**TO DO:**
Pick out each line of the records that includes the string "NoRoundMarker", and copy it.

**PROVIDED DATA:**

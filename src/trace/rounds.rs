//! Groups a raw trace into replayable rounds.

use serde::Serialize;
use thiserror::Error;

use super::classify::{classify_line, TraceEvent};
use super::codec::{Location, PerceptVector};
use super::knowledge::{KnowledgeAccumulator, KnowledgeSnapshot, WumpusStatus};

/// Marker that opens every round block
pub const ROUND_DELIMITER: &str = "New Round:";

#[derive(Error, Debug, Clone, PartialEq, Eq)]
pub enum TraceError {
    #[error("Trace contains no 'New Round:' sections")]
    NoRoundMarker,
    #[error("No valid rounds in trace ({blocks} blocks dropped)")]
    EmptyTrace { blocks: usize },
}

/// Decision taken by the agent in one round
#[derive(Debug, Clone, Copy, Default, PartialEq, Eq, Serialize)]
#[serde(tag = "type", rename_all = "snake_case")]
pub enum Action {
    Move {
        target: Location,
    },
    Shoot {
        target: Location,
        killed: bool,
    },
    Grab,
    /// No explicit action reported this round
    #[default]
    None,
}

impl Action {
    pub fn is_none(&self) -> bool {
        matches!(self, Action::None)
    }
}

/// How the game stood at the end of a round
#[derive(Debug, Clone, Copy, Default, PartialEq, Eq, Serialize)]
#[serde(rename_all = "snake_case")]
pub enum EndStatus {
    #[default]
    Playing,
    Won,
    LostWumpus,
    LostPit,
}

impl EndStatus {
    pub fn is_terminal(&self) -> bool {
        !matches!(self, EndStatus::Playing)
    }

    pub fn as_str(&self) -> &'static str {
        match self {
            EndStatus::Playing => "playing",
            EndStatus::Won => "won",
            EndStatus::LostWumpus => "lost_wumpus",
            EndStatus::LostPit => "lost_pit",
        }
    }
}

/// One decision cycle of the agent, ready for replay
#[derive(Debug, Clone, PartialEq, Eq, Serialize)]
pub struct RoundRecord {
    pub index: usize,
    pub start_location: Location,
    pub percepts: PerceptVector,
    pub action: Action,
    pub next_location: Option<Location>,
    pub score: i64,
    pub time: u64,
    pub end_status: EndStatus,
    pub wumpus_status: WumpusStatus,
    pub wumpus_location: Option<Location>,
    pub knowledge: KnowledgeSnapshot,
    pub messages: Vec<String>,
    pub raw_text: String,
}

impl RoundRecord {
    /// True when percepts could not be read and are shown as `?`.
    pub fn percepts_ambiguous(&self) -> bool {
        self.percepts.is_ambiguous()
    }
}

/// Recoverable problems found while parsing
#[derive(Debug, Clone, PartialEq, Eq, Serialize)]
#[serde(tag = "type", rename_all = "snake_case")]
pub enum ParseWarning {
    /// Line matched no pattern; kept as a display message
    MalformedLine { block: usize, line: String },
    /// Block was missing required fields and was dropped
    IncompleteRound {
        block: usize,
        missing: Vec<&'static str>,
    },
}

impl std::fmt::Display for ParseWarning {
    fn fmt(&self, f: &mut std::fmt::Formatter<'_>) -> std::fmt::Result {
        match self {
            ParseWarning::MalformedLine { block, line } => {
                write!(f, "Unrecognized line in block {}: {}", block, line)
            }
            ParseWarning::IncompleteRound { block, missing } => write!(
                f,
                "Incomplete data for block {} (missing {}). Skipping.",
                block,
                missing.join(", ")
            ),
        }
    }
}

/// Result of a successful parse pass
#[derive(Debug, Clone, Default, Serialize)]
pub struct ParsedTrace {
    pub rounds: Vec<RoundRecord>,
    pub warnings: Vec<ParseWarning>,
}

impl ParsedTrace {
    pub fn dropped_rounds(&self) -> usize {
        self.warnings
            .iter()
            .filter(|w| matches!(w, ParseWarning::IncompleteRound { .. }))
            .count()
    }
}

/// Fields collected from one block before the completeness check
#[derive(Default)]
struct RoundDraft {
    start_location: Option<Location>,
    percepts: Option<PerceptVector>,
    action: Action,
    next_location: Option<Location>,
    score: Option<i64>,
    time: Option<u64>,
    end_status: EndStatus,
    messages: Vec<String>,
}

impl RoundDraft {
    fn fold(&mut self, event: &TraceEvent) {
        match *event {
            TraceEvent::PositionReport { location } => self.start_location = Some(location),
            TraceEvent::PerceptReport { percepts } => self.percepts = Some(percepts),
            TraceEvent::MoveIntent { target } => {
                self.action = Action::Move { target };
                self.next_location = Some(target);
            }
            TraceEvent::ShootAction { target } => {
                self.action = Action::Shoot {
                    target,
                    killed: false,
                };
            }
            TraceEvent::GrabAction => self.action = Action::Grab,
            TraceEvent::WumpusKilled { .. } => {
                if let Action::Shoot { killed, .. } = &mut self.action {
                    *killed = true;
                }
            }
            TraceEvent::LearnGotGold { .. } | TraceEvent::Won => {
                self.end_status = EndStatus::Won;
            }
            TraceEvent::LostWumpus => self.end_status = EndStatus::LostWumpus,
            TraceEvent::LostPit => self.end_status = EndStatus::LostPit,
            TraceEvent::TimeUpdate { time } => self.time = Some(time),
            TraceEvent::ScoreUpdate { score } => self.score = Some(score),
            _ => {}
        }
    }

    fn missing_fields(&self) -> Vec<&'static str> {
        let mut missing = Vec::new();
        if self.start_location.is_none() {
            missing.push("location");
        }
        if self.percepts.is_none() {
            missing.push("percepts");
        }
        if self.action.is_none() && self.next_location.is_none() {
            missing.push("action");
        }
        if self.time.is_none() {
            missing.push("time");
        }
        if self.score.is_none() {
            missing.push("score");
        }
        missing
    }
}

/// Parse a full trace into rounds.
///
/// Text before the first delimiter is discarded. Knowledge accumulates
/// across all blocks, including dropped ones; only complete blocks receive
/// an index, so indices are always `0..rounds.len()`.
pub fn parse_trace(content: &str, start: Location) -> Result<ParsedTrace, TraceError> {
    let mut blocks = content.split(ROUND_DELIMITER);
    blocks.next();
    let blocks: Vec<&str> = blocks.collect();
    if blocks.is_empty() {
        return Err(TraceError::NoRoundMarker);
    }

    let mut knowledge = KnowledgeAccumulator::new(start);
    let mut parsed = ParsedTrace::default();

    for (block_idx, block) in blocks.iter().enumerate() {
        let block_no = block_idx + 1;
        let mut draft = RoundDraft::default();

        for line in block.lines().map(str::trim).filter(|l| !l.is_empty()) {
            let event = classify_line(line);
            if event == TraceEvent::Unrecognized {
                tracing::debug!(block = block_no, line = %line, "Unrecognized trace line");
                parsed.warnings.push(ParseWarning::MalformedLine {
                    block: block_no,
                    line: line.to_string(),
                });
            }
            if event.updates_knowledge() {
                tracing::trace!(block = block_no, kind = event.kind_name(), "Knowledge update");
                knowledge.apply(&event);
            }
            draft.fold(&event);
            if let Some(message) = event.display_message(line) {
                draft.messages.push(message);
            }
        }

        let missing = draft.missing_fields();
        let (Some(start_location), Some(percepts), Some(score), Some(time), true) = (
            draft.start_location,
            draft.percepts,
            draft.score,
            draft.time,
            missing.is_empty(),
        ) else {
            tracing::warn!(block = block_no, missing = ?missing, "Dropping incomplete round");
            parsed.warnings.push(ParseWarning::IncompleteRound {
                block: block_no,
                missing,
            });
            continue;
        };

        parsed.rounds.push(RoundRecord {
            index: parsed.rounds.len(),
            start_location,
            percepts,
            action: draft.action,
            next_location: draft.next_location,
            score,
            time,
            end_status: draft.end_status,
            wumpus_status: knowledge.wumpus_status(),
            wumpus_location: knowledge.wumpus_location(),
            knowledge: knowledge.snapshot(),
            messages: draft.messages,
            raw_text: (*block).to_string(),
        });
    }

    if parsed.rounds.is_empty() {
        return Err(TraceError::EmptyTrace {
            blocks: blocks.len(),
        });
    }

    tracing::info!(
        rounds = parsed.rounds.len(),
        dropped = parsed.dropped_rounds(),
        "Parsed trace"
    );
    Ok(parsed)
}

**RESPONSE TO THIS TASK:**
    NoRoundMarker,
        return Err(TraceError::NoRoundMarker);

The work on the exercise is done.